- Opening Delimiter -

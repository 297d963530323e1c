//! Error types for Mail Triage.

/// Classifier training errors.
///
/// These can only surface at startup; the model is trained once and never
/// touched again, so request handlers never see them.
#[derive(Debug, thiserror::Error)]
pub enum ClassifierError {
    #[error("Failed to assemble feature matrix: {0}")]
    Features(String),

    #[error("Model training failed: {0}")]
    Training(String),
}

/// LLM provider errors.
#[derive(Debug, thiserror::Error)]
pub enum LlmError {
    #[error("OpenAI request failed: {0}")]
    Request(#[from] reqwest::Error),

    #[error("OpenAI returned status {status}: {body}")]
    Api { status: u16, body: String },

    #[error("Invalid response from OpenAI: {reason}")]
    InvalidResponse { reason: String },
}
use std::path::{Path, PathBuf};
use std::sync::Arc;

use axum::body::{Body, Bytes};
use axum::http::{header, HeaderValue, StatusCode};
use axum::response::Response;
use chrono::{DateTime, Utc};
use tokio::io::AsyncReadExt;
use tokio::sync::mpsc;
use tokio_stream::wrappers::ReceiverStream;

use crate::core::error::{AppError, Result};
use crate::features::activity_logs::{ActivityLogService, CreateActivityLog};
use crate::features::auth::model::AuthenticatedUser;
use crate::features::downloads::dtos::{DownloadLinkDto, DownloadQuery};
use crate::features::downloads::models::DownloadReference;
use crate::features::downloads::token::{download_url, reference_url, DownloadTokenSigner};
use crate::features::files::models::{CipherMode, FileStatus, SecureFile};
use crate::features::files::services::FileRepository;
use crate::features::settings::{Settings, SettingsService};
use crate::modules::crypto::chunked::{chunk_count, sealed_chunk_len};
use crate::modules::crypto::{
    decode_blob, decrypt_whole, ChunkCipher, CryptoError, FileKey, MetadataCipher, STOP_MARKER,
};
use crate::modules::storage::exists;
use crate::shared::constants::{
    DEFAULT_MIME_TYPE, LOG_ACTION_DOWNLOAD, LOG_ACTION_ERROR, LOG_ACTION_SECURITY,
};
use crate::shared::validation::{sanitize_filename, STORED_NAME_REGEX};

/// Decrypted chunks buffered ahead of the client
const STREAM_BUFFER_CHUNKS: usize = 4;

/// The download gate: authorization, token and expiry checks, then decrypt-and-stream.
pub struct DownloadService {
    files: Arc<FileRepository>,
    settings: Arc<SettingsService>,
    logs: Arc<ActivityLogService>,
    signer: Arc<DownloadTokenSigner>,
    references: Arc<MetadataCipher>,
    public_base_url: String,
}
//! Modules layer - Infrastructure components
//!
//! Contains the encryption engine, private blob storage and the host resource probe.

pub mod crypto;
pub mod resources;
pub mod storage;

- Closing Delimiter -

§ **WHAT IS REQUIRED**:
Show all lines in the preceding material that have "settings" in them.

§ **TASK SOLUTION**:
use crate::features::settings::{Settings, SettingsService};
    settings: Arc<SettingsService>,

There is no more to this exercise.